# Angeln in Hessen



## depasch (3. Februar 2010)

Hallo ermstmal,
hab mal ne dumme Frage, also ich Angle seit ca. 20 Jahren, war 1990 mal in einem angelverein, hatte damals meine DAV Karte bekommen(plus entsprechende Jahresmarken) und gut war es. 
Dann kam der Große Umschwung auf Fischereischein... denn habe ich damals nicht gemacht, keine Ahnung warum...
angele seit dem nur noch in Holland bzw. Österreich im Urlaub.
Nun würde ich auch in Deutschland gerne wieder angeln.
Leider habe ich das Problem das ich im Einzelhandel arbeite, und die vorbereitungslergänge in Hessen/Frankfurt ausschließlich am Sa + So statt finden ist es für mich unmöglich ist denn Vorbereitungskurs für die Fischerprüfung abzulegen. Der hier nach meinem Wissensstand Pflicht ist.
Nun zu meiner Frage ist es möglich über eine Mitgliedschaft in einem Angelverein denn Vorbereitungskurs am Wochenende zu umgehen???? 
Hoffe ihr könnt mir weiter helfen...
Paul


----------



## Bassey (3. Februar 2010)

*AW: Angeln in Hessen*

Darüber solltest du dich mal bei der unteren Fischereibehörde beim Ordnungsamt informieren. Hier mal Die Daten von Frankfurt, die wissen i.d.R. gut bescheid:

Untere Fischereibehörde
Ordnungsamt 
Kleyerstraße 86
60326 Frankfurt am Main 
Telefon: 	+49 (0)69 212 43927
Telefon: 	+49 (0)69 212 44689
Telefax: 	+49 (0)69 212 43365
E-Mail: 	ufb@stadt-frankfurt.de


----------



## depasch (3. Februar 2010)

*AW: Angeln in Hessen*

Danke für deine schnelle Antwort, leider ist UFB nur für die Prüfung nicht für die Lergänge zuständig... 
Paul


----------



## Bassey (3. Februar 2010)

*AW: Angeln in Hessen*

Ja, aber du kannst dort fragen, ob du dich auch selbst anmelden kannst zur Prüfung und daheim lernen darfst... Darum ging es mir dabei


----------



## depasch (3. Februar 2010)

*AW: Angeln in Hessen*

nein geht leider nicht, da ich ein lehrgangsbescheinigung brauche... aber du hast mich auf eine Idee gebracht... ich versuchs jetzt mal bei denn lehrgangsleiter ob die mir die unterlagen geben und ich lerne zuhause.... mal schauen, tausend dank...


----------



## depasch (4. Februar 2010)

*AW: Angeln in Hessen*

:vik::vik::vik::vik::vik::vik::vik:
also klappt, hab jemand gefunden der mich lehrgang machen lässt...
vorprüfung ist am 1.05. also feiertag
jetzt brauch ich nur noch prüfungstermin...
aber das kriegen wir auch...
danke nochmal für dein Denkanstoss..........
:vik::vik::vik::vik::vik::vik::vik:


----------



## Bassey (5. Februar 2010)

*AW: Angeln in Hessen*

Tolle Sache!!! Was bin ichj froh, dass ich das als Kind schon gemach habe mit 12 Jahren ^^


----------



## depasch (7. Februar 2010)

*AW: Angeln in Hessen*

das kannst du auch... der stress jetzt ist echt mies...


----------



## Stichling78 (7. Februar 2010)

*AW: Angeln in Hessen*

Du Angelst seit 20 Jahren, dann ist das doch ein Klacks.
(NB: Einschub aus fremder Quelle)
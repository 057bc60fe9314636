// Copyright 2025 HyperZoekt Project
// Derived from sourcegraph/zoekt (https://github.com/sourcegraph/zoekt)
// Copyright 2016 Google Inc. All rights reserved.
//
// Licensed under the Apache License, Version 2.0 (the "License");
// you may not use this file except in compliance with the License.
// You may obtain a copy of the License at
//
//     http://www.apache.org/licenses/LICENSE-2.0
//
// Unless required by applicable law or agreed to in writing, software
// distributed under the License is distributed on an "AS IS" BASIS,
// WITHOUT WARRANTIES OR CONDITIONS OF ANY KIND, either express or implied.
// See the License for the specific language governing permissions and
// limitations under the License.

use crate::query::Query;
use crate::searcher::Searcher;
use crate::types::{ListOptions, Repository};
use arc_swap::ArcSwap;
use parking_lot::Mutex;
use std::cmp::Ordering;
use std::collections::HashMap;
use std::sync::atomic::{AtomicBool, AtomicUsize, Ordering as AtomicOrdering};
use std::sync::Arc;
use tokio_util::sync::CancellationToken;

/// A loaded shard with the repository metadata it contains.
///
/// The underlying searcher is closed when the last `Arc` to the ranked shard
/// is dropped, which happens only after every snapshot and in-flight search
/// that saw it has finished with it.
pub struct RankedShard {
    name: String,
    searcher: Box<dyn Searcher>,
    priority: f64,
    repos: Vec<Repository>,
}

impl RankedShard {
    /// Wrap `searcher`, listing its repositories once to compute the rank.
    pub fn new(name: impl Into<String>, searcher: Box<dyn Searcher>) -> anyhow::Result<Self> {
        let list = searcher.list(
            &CancellationToken::new(),
            &Query::Const(true),
            &ListOptions::default(),
        )?;
        let repos: Vec<Repository> = list.repos.into_iter().map(|e| e.repository).collect();
        let priority = repos.iter().map(Repository::priority).fold(0.0, f64::max);
        Ok(Self {
            name: name.into(),
            searcher,
            priority,
            repos,
        })
    }

    pub fn name(&self) -> &str {
        &self.name
    }

    pub fn searcher(&self) -> &dyn Searcher {
        self.searcher.as_ref()
    }

    pub fn priority(&self) -> f64 {
        self.priority
    }

    pub fn repos(&self) -> &[Repository] {
        &self.repos
    }
}

impl std::fmt::Debug for RankedShard {
    fn fmt(&self, f: &mut std::fmt::Formatter<'_>) -> std::fmt::Result {
        f.debug_struct("RankedShard")
            .field("name", &self.name)
            .field("priority", &self.priority)
            .field("repos", &self.repos.len())
            .finish()
    }
}

impl Drop for RankedShard {
    fn drop(&mut self) {
        tracing::debug!(shard = %self.name, "closing shard");
        self.searcher.close();
    }
}

/// Order by descending priority, then shards with repository metadata
/// before shards without, then by first repository name.
fn compare_ranked(a: &Arc<RankedShard>, b: &Arc<RankedShard>) -> Ordering {
    b.priority
        .total_cmp(&a.priority)
        .then_with(|| match (a.repos.first(), b.repos.first()) {
            (Some(ra), Some(rb)) => ra.name.cmp(&rb.name),
            (Some(_), None) => Ordering::Less,
            (None, Some(_)) => Ordering::Greater,
            (None, None) => Ordering::Equal,
        })
        .then_with(|| a.name.cmp(&b.name))
}

/// A point in time view of the registry.
#[derive(Clone)]
pub struct Loaded {
    pub shards: Arc<Vec<Arc<RankedShard>>>,
    /// The initial load of the index directory has completed.
    pub ready: bool,
}

/// Set of loaded shards, readable without locks while being replaced.
pub struct ShardRegistry {
    shards: Mutex<HashMap<String, Arc<RankedShard>>>,
    ranked: ArcSwap<Vec<Arc<RankedShard>>>,
    ready: AtomicBool,
    load_failures: AtomicUsize,
}

impl Default for ShardRegistry {
    fn default() -> Self {
        Self::new()
    }
}

impl ShardRegistry {
    pub fn new() -> Self {
        Self {
            shards: Mutex::new(HashMap::new()),
            ranked: ArcSwap::from_pointee(Vec::new()),
            ready: AtomicBool::new(false),
            load_failures: AtomicUsize::new(0),
        }
    }

    /// Install or remove shards. A `None` value removes the key.
    ///
    /// Ranked shards are built before the lock is taken; readers see either
    /// the previous or the new sorted list, never a mix.
    pub fn replace(&self, deltas: HashMap<String, Option<Box<dyn Searcher>>>) {
        if deltas.is_empty() {
            return;
        }

        let mut built: Vec<(String, Option<Arc<RankedShard>>)> = Vec::with_capacity(deltas.len());
        for (key, searcher) in deltas {
            let Some(searcher) = searcher else {
                built.push((key, None));
                continue;
            };
            let describe = searcher.describe();
            match RankedShard::new(key.clone(), searcher) {
                Ok(rs) => built.push((key, Some(Arc::new(rs)))),
                Err(err) => {
                    self.load_failures.fetch_add(1, AtomicOrdering::Relaxed);
                    tracing::warn!(shard = %key, searcher = %describe, error = %err, "listing shard failed, omitting it");
                    built.push((key, None));
                }
            }
        }

        // Retired shards are dropped after the lock is released.
        let mut retired = Vec::new();
        {
            let mut shards = self.shards.lock();
            for (key, rs) in built {
                let old = match rs {
                    Some(rs) => shards.insert(key, rs),
                    None => shards.remove(&key),
                };
                retired.extend(old);
            }
            let mut ranked: Vec<Arc<RankedShard>> = shards.values().cloned().collect();
            ranked.sort_by(compare_ranked);
            self.ranked.store(Arc::new(ranked));
        }
        drop(retired);
    }

    /// Lock-free read of the latest published shard list.
    pub fn snapshot(&self) -> Loaded {
        let ready = self.ready.load(AtomicOrdering::Acquire);
        Loaded {
            shards: self.ranked.load_full(),
            ready,
        }
    }

    pub fn mark_ready(&self) {
        if !self.ready.swap(true, AtomicOrdering::AcqRel) {
            tracing::info!(shards = self.len(), "shard registry ready");
        }
    }

    pub fn is_ready(&self) -> bool {
        self.ready.load(AtomicOrdering::Acquire)
    }

    pub fn len(&self) -> usize {
        self.ranked.load().len()
    }

    pub fn is_empty(&self) -> bool {
        self.len() == 0
    }

    pub fn keys(&self) -> Vec<String> {
        let mut keys: Vec<String> = self.shards.lock().keys().cloned().collect();
        keys.sort();
        keys
    }

    /// Number of shards omitted because listing them failed.
    pub fn load_failures(&self) -> usize {
        self.load_failures.load(AtomicOrdering::Relaxed)
    }

    /// Remove every shard. Each shard is closed once in-flight searches
    /// release it.
    pub fn close(&self) {
        let retired: Vec<Arc<RankedShard>> = {
            let mut shards = self.shards.lock();
            self.ranked.store(Arc::new(Vec::new()));
            shards.drain().map(|(_, v)| v).collect()
        };
        drop(retired);
    }
}
// Copyright 2025 HyperZoekt Project
// Derived from sourcegraph/zoekt (https://github.com/sourcegraph/zoekt)
// Copyright 2016 Google Inc. All rights reserved.
//
// Licensed under the Apache License, Version 2.0 (the "License");
// you may not use this file except in compliance with the License.
// You may obtain a copy of the License at
//
//     http://www.apache.org/licenses/LICENSE-2.0
//
// Unless required by applicable law or agreed to in writing, software
// distributed under the License is distributed on an "AS IS" BASIS,
// WITHOUT WARRANTIES OR CONDITIONS OF ANY KIND, either express or implied.
// See the License for the specific language governing permissions and
// limitations under the License.

//! Repository set pushdown.
//!
//! Queries of the form `(AND (reposet ...) q)` only need the shards holding
//! at least one of the named repositories. When every repository of every
//! remaining shard is in the set the predicate is redundant and is replaced
//! by `TRUE` up front instead of being re-evaluated per shard.

use crate::query::Query;
use crate::registry::RankedShard;
use crate::types::Repository;
use std::borrow::Cow;
use std::sync::Arc;

/// `(any, all)` over the repositories of one shard. A shard without
/// repository metadata matches nothing.
fn has_repos(repos: &[Repository], pred: &dyn Fn(&Repository) -> bool) -> (bool, bool) {
    let mut any = false;
    let mut all = true;
    for r in repos {
        let b = pred(r);
        any |= b;
        all &= b;
    }
    (any, all)
}

/// Prune `shards` against the first repository set predicate of `q` and
/// rewrite the query when the predicate no longer discriminates.
pub fn select_repo_set<'a>(
    shards: &'a [Arc<RankedShard>],
    q: &Query,
) -> (Cow<'a, [Arc<RankedShard>]>, Query) {
    match q {
        Query::And(children) => select_in_and(shards, children),
        other => {
            // Wrap so `(reposet ...)` alone gets the same treatment, then
            // unwrap again.
            let (shards, q) = select_in_and(shards, std::slice::from_ref(other));
            (shards, q.simplify())
        }
    }
}

fn select_in_and<'a>(
    shards: &'a [Arc<RankedShard>],
    children: &[Query],
) -> (Cow<'a, [Arc<RankedShard>]>, Query) {
    for (i, c) in children.iter().enumerate() {
        let (set_size, pred): (usize, Box<dyn Fn(&Repository) -> bool + '_>) = match c {
            Query::RepoSet(set) => (set.len(), Box::new(move |r: &Repository| set.contains(&r.name))),
            Query::RepoIds(ids) => (ids.len(), Box::new(move |r: &Repository| ids.contains(&r.id))),
            Query::Repo(re) => (0, Box::new(move |r: &Repository| re.is_match(&r.name))),
            Query::BranchesRepos(brs) => (
                brs.iter().map(|br| br.repos.len()).sum(),
                Box::new(move |r: &Repository| brs.iter().any(|br| br.repos.contains(&r.id))),
            ),
            _ => continue,
        };

        let mut filtered = Vec::with_capacity(set_size.min(shards.len()));
        let mut filtered_all = true;
        for s in shards {
            let (any, all) = has_repos(s.repos(), pred.as_ref());
            if any {
                filtered.push(Arc::clone(s));
                filtered_all &= all;
            }
        }

        let and = Query::And(children.to_vec());
        if filtered.is_empty() || !filtered_all {
            return (Cow::Owned(filtered), and);
        }

        let replacement = match c {
            Query::BranchesRepos(brs) => match brs.as_slice() {
                [only] => Query::Branch {
                    pattern: only.branch.clone(),
                    exact: true,
                },
                // Repositories want different branches; keep the predicate.
                _ => return (Cow::Owned(filtered), and),
            },
            _ => Query::Const(true),
        };
        let mut rewritten = children.to_vec();
        rewritten[i] = replacement;
        return (Cow::Owned(filtered), Query::And(rewritten).simplify());
    }

    (Cow::Borrowed(shards), Query::And(children.to_vec()))
}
Geht nichts über Praktische Erfahrung. War bei mir zumindest so. Der Lehrgang und die Prüfuung war echt Einfach. Dachte es währe Schwieriger. 

Gruß Tobi #6


----------



## depasch (7. Februar 2010)

*AW: Angeln in Hessen*

stress nicht wegen dem lehrgang, das wird ein absitzen das ist mir klar, stress wegen arbeit, freinehmen, nach der arbeit noch bißchen lernen, und das alles mit zwei kleinen KIndern...
deswegen stress....


----------